### Task prompt
Would you please transcribe exactly the lines from the one containing "#[derive(Error, Debug)]" through the end of the material below, and only those?

### Information supplied
use thiserror::Error;

#[derive(Error, Debug)]
pub enum DispatchError {
    #[error("Threshold table validation failed: {0}")]
    Table(#[from] classification::ClassificationError),

    #[error("Metric name '{0}' does not round-trip through the registry")]
    AmbiguousName(&'static str),
}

### Reply
#[derive(Error, Debug)]
pub enum DispatchError {
    #[error("Threshold table validation failed: {0}")]
    Table(#[from] classification::ClassificationError),

    #[error("Metric name '{0}' does not round-trip through the registry")]
    AmbiguousName(&'static str),
}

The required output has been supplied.